### [PROBLEM DETAILS]
The answer should be one number, the count of lines in the data with "back".

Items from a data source
*** Begin section ***

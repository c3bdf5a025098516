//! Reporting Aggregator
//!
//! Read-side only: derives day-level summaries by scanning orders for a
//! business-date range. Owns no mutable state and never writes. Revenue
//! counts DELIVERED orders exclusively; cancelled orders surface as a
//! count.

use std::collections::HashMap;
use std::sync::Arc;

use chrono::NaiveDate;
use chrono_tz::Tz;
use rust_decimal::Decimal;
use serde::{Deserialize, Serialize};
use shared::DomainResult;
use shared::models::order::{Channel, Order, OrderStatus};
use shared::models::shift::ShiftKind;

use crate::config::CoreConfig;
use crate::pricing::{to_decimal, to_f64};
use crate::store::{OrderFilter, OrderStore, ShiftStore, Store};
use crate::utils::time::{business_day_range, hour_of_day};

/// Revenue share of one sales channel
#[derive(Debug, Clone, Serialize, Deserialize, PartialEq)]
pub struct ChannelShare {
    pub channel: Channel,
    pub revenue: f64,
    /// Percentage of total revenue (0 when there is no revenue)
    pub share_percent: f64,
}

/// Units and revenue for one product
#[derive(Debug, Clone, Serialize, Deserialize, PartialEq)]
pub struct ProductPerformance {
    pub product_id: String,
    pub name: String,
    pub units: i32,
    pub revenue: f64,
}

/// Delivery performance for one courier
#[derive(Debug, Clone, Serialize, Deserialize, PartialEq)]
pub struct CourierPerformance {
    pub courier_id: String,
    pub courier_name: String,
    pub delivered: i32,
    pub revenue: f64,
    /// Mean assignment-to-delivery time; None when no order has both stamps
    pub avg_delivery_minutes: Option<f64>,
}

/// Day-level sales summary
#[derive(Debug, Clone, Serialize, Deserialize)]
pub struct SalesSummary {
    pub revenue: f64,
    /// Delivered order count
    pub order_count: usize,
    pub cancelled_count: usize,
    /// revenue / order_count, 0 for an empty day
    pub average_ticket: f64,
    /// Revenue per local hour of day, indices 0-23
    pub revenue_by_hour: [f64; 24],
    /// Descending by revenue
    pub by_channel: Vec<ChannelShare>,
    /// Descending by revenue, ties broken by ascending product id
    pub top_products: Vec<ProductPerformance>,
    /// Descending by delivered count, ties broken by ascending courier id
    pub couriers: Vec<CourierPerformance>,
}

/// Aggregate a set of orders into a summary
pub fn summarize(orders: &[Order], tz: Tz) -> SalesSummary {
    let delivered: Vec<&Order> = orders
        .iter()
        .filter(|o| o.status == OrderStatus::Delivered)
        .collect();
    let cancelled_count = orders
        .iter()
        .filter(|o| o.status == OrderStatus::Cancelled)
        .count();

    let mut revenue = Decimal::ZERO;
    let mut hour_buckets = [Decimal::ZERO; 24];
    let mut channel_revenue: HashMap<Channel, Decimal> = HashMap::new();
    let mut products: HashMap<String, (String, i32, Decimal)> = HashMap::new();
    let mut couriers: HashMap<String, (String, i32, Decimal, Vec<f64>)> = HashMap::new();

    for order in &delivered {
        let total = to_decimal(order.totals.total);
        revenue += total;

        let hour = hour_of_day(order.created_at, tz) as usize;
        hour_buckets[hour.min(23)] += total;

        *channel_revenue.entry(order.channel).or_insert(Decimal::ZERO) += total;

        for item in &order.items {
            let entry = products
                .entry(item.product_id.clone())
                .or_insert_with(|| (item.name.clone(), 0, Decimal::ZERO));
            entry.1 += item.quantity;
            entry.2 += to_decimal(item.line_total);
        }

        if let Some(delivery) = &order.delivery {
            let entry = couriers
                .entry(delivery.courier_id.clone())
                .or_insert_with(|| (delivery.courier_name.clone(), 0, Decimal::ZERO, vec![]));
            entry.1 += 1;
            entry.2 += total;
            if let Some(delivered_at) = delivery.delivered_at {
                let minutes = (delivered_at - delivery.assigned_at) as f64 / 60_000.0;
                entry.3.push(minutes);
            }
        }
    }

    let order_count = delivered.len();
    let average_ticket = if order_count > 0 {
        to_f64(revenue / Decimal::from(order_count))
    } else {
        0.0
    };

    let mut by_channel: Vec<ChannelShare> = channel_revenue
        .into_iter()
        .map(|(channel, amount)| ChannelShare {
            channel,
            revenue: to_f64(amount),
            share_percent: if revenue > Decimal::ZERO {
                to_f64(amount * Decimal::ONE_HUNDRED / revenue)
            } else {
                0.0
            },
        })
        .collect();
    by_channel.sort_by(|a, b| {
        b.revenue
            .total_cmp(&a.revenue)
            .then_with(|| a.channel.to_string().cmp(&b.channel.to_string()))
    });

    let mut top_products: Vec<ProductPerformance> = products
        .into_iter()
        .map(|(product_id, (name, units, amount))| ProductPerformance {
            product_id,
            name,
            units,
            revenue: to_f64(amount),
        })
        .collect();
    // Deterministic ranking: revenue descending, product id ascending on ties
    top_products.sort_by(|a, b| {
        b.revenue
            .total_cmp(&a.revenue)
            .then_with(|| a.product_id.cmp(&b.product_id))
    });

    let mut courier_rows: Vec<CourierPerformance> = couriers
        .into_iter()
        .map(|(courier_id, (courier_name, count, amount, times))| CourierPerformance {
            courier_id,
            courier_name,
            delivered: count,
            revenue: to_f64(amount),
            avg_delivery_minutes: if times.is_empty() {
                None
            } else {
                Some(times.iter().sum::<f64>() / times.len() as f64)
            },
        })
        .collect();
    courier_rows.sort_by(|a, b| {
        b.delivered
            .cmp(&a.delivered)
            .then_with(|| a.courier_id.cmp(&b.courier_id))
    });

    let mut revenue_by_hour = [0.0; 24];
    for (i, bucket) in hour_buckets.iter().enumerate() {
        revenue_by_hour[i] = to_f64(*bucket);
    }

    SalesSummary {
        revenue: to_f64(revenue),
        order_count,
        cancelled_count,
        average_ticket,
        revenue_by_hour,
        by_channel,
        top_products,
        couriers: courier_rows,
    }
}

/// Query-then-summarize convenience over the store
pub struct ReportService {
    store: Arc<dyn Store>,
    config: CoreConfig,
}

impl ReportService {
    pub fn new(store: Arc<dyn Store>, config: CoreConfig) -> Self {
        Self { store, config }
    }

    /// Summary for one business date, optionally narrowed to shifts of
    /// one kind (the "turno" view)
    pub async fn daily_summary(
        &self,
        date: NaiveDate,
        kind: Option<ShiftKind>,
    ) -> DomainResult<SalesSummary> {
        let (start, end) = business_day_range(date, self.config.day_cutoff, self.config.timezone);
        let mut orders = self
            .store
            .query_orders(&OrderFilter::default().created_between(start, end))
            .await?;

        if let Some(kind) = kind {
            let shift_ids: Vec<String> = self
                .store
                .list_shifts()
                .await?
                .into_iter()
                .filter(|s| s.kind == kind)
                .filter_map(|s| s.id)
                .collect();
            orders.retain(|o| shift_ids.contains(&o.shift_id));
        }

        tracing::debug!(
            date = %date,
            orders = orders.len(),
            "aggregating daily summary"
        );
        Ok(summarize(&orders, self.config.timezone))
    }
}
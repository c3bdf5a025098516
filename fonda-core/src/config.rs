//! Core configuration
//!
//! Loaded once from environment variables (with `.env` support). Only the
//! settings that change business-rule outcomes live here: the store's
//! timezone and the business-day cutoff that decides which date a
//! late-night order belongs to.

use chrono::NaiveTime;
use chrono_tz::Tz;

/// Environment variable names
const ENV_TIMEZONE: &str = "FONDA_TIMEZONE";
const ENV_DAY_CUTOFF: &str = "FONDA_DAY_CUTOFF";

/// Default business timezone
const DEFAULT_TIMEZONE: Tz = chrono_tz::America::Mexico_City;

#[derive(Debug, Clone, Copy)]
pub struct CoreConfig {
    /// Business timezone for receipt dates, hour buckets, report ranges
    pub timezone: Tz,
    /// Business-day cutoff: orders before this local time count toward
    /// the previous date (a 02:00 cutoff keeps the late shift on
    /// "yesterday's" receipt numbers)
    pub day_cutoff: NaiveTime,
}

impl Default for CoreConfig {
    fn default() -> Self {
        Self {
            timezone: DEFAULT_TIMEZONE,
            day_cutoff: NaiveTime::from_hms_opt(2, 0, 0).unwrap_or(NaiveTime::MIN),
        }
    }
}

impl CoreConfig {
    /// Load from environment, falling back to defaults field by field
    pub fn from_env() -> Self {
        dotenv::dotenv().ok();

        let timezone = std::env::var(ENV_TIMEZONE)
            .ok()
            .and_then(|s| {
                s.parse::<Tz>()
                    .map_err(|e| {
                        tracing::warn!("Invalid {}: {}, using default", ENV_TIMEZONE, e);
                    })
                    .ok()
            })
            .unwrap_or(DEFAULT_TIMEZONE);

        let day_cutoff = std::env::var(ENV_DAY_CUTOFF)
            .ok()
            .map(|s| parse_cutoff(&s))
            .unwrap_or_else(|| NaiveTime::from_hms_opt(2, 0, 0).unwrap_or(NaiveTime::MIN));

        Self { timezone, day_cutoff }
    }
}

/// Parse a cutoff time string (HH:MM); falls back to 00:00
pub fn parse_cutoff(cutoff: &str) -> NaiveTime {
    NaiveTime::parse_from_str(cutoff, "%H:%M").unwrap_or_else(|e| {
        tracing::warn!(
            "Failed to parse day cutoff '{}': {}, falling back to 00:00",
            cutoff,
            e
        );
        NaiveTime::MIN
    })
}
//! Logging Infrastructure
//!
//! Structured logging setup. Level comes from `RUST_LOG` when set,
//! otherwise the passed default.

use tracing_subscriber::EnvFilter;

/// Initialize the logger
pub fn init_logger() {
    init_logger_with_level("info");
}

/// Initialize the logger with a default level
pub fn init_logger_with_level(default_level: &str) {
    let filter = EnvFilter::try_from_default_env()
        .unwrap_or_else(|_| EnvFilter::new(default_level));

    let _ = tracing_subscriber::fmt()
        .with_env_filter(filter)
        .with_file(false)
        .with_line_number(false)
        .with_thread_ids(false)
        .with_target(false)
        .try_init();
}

*** End section ***

### [TASK SOLUTION]
3